▶ **Problem requirements**:
Transcribe the records below exactly, from their first line through the line containing "pub struct RerankerInfo". Omit every line after it.

▶ **Data section**:

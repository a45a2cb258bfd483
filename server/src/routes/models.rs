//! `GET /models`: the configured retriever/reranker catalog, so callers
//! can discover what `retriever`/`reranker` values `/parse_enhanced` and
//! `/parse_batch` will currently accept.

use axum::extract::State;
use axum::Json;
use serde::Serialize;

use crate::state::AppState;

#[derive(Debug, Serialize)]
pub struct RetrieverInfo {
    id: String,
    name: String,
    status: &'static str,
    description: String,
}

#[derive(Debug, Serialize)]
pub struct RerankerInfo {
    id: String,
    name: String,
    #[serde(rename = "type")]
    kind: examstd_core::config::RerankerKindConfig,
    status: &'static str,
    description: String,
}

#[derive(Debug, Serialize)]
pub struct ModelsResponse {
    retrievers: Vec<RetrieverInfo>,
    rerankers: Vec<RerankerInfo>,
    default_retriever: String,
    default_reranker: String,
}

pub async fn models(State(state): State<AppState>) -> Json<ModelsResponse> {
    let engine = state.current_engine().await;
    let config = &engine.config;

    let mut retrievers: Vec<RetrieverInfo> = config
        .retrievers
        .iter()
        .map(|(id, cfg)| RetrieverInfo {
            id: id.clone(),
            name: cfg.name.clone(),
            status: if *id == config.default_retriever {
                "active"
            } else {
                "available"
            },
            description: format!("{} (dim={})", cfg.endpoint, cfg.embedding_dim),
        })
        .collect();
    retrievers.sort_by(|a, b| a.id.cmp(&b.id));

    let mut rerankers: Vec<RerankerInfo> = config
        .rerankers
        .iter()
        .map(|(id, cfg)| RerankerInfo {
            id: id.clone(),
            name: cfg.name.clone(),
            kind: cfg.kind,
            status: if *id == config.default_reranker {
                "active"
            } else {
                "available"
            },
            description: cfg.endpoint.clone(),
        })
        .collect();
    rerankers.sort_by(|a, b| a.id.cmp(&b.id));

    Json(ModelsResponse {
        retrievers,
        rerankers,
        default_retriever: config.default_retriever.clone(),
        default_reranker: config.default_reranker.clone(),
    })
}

▶ **Task solution**:
repository a45a2cb258bfd483
filename server/src/routes/models.rs
//! `GET /models`: the configured retriever/reranker catalog, so callers
//! can discover what `retriever`/`reranker` values `/parse_enhanced` and
//! `/parse_batch` will currently accept.

use axum::extract::State;
use axum::Json;
use serde::Serialize;

use crate::state::AppState;

#[derive(Debug, Serialize)]
pub struct RetrieverInfo {
    id: String,
    name: String,
    status: &'static str,
    description: String,
}

#[derive(Debug, Serialize)]
pub struct RerankerInfo {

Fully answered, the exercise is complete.